Iran poses no ‘existential threat’ to Israel - ex-Mossad chief
Despite the ongoing conflict, Halevy thinks there are still people on both sides who want peace in the region; people who want an end to the current confrontation and a return to the kind of relations the two countries enjoyed from 1948-1978.
“Iran and Israel basically do not have bones of contention,” he said. “I think it would be wrong for Iran to allow ideology to be the main driver of its policies and the cause of serious setbacks.”
Halevy argues that talk of Iran posing an “existential threat” to Israel is merely Tel Aviv using big words to impress the international community.
“I think Israel is strong enough to protect itself, to take care of itself. I think ultimately it is not in the power of Iran to destroy the state of Israel,” he told RT. “I believe the leadership believes that in order to arouse international public opinion, in order to mount pressure on the Iranians, it is necessary to impress upon the world at large that this is a serious international threat.”
Halevy says that there is an assumption internationally that Israel possesses nuclear weapons. Whether it is true or merely a bluff no-one can tell. But whatever the truth is, the assumption serves Israel’s interests.
“This is something which is important in the present situation because part of the game now is deterrence. It is very important to deter Iran. If Iran believes Israel has certain capabilities, whether it has or not, I think this is a positive card in the hands of Israel,” he told RT.

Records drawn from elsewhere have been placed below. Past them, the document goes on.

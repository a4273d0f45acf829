//! View configuration: a tiler, the screen it covers and how deep to refine.
//!
//! ```yaml
//! tiler:
//!   tile_size: 256
//!   bounds: [0, 0, 1, 1]
//! screen:
//!   width: 400
//!   height: 400
//!   center: [0.35, 0.35]
//!   scale: 0.00125
//!   angle: 0
//! focus: [0.35, 0.35]
//! depth: 2
//! ```

use anyhow::{Context, Result, bail};
use geo::{Coord, coord};
use serde::Deserialize;
use std::{fs::File, io::BufReader, io::Read, path::Path};
use tilecover_core::{Screen, ScreenBase, TilerConfig};

#[derive(Clone, Debug, Default, Deserialize, PartialEq)]
#[serde(deny_unknown_fields)]
pub struct ViewConfig {
	#[serde(default)]
	pub tiler: TilerConfig,

	/// Screen to cover. May be left out if it is given on the command line.
	#[serde(default)]
	pub screen: Option<ScreenBase>,

	/// Focus point for the delivery order. Defaults to the screen center.
	#[serde(default)]
	pub focus: Option<[f64; 2]>,

	/// Number of levels of detail. Defaults to the full tile scale.
	#[serde(default)]
	pub depth: Option<i32>,
}

/// Screen values that replace those of the configuration file.
#[derive(Clone, Debug, Default, PartialEq)]
pub struct ScreenOverrides {
	pub width: Option<u32>,
	pub height: Option<u32>,
	pub center_x: Option<f64>,
	pub center_y: Option<f64>,
	pub scale: Option<f64>,
	/// Degrees, counter-clockwise.
	pub angle: Option<f64>,
}

impl ScreenOverrides {
	pub fn is_empty(&self) -> bool {
		*self == ScreenOverrides::default()
	}
}

impl ViewConfig {
	pub fn from_reader<R: Read>(reader: R) -> Result<Self> {
		let config: ViewConfig = serde_yaml_ng::from_reader(reader)?;
		config.tiler.validate()?;
		Ok(config)
	}

	pub fn from_string(text: &str) -> Result<Self> {
		let config: ViewConfig = serde_yaml_ng::from_str(text)?;
		config.tiler.validate()?;
		Ok(config)
	}

	pub fn from_path(path: &Path) -> Result<Self> {
		let file = File::open(path).with_context(|| format!("failed to open view config {path:?}"))?;
		ViewConfig::from_reader(BufReader::new(file)).with_context(|| format!("failed to parse view config {path:?}"))
	}

	/// Replaces the screen by one built from `overrides`, falling back to the configured
	/// screen for every value that is not overridden.
	///
	/// # Errors
	/// Fails if no screen is configured and `overrides` does not define a complete one, or if
	/// the resulting screen is invalid.
	pub fn apply_screen_overrides(&mut self, overrides: &ScreenOverrides) -> Result<()> {
		if overrides.is_empty() {
			return Ok(());
		}

		let screen = if let Some(base) = &self.screen {
			let center = coord! {
				x: overrides.center_x.unwrap_or(base.center().x),
				y: overrides.center_y.unwrap_or(base.center().y),
			};
			let angle = overrides.angle.map_or(base.angle(), f64::to_radians);
			ScreenBase::new(
				overrides.width.unwrap_or(base.width()),
				overrides.height.unwrap_or(base.height()),
				center,
				overrides.scale.unwrap_or(base.scale()),
			)?
			.with_angle(angle)
		} else {
			let ScreenOverrides {
				width: Some(width),
				height: Some(height),
				center_x: Some(x),
				center_y: Some(y),
				scale: Some(scale),
				angle,
			} = *overrides
			else {
				bail!("incomplete screen: without a configured screen, width, height, center and scale are all required")
			};
			ScreenBase::new(width, height, coord! { x: x, y: y }, scale)?.with_angle(angle.unwrap_or(0.0).to_radians())
		};

		self.screen = Some(screen);
		Ok(())
	}

	/// # Errors
	/// Fails if neither the configuration nor the command line defined a screen.
	pub fn screen(&self) -> Result<ScreenBase> {
		self.screen.context("no screen defined")
	}

	/// The configured focus point, or the screen center.
	pub fn focus(&self) -> Result<Coord<f64>> {
		Ok(match self.focus {
			Some([x, y]) => coord! { x: x, y: y },
			None => self.screen()?.center(),
		})
	}
}
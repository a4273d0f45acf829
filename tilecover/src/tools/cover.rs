use super::view::ViewArgs;
use anyhow::{Result, ensure};
use clap::Args;
use geo::coord;
use std::io::{Write, stdout};
use tilecover::core::{ScreenBase, Tiler};

#[derive(Args, Debug)]
#[command(arg_required_else_help = true, disable_version_flag = true)]
pub struct Subcommand {
	#[command(flatten)]
	view: ViewArgs,

	/// number of levels of detail, coarsest first
	/// defaults to the configured depth, or to the tile scale of the screen
	#[arg(long, short, value_name = "LEVELS", verbatim_doc_comment, display_order = 4)]
	depth: Option<i32>,

	/// x coordinate of the focus point, defaults to the screen center
	#[arg(long, value_name = "X", allow_negative_numbers = true, requires = "focus_y", display_order = 4)]
	focus_x: Option<f64>,

	/// y coordinate of the focus point, defaults to the screen center
	#[arg(long, value_name = "Y", allow_negative_numbers = true, requires = "focus_x", display_order = 4)]
	focus_y: Option<f64>,

	/// print only the tiles at the target level of detail
	#[arg(long, short, display_order = 5)]
	leaves_only: bool,
}

/// Prints the tiles covering the screen, one per line in delivery order:
/// `draw_scale tile_scale x y leaf|node`.
pub fn run(arguments: &Subcommand) -> Result<()> {
	let config = arguments.view.load()?;
	let screen = config.screen()?;

	let focus = match (arguments.focus_x, arguments.focus_y) {
		(Some(x), Some(y)) => coord! { x: x, y: y },
		_ => config.focus()?,
	};
	ensure!(focus.x.is_finite() && focus.y.is_finite(), "focus point {focus:?} must be finite");

	let mut tiler: Tiler<ScreenBase> = Tiler::new(config.tiler.clone());
	tiler.seed(&screen, focus);

	let depth = arguments
		.depth
		.or(config.depth)
		.unwrap_or_else(|| i32::from(tiler.tile_scale()));
	let tiles = tiler.tiles(depth);

	log::info!(
		"{} tiles over {depth} levels, target draw scale {}, tile scale {}",
		tiles.len(),
		tiler.draw_scale(),
		tiler.tile_scale()
	);

	let mut out = stdout().lock();
	for tile in &tiles {
		let leaf = tiler.is_leaf(tile);
		if arguments.leaves_only && !leaf {
			continue;
		}
		writeln!(
			out,
			"{} {} {} {} {}",
			tile.draw_scale(),
			tile.tile_scale(),
			tile.x(),
			tile.y(),
			if leaf { "leaf" } else { "node" }
		)?;
	}
	out.flush()?;

	Ok(())
}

When asked whether Mossad’s current mission is preventing war or weakening Iran, he said the mission of Mossad was “to do everything in its capabilities to make a threat which has been opposed to Israel dormant.”
“We have been in what we call a clandestine war for quite some time with Iran. What’s interesting about this war is both sides have more or less preferred that the details of this war, the details of various events, not be exposed to the public,” said Halevy.
The only way Iran could be “reintroduced into the family of nations from which they have been virtually expelled in recent months,” says Halevy, is if it emerges as a “a non-nuclear Iran with an agreement with the Israelis that they will not become nuclear.”
Halevy says this could be possible, especially now, because “international pressure, which has been building up in recent months, is beginning to have serious effects.”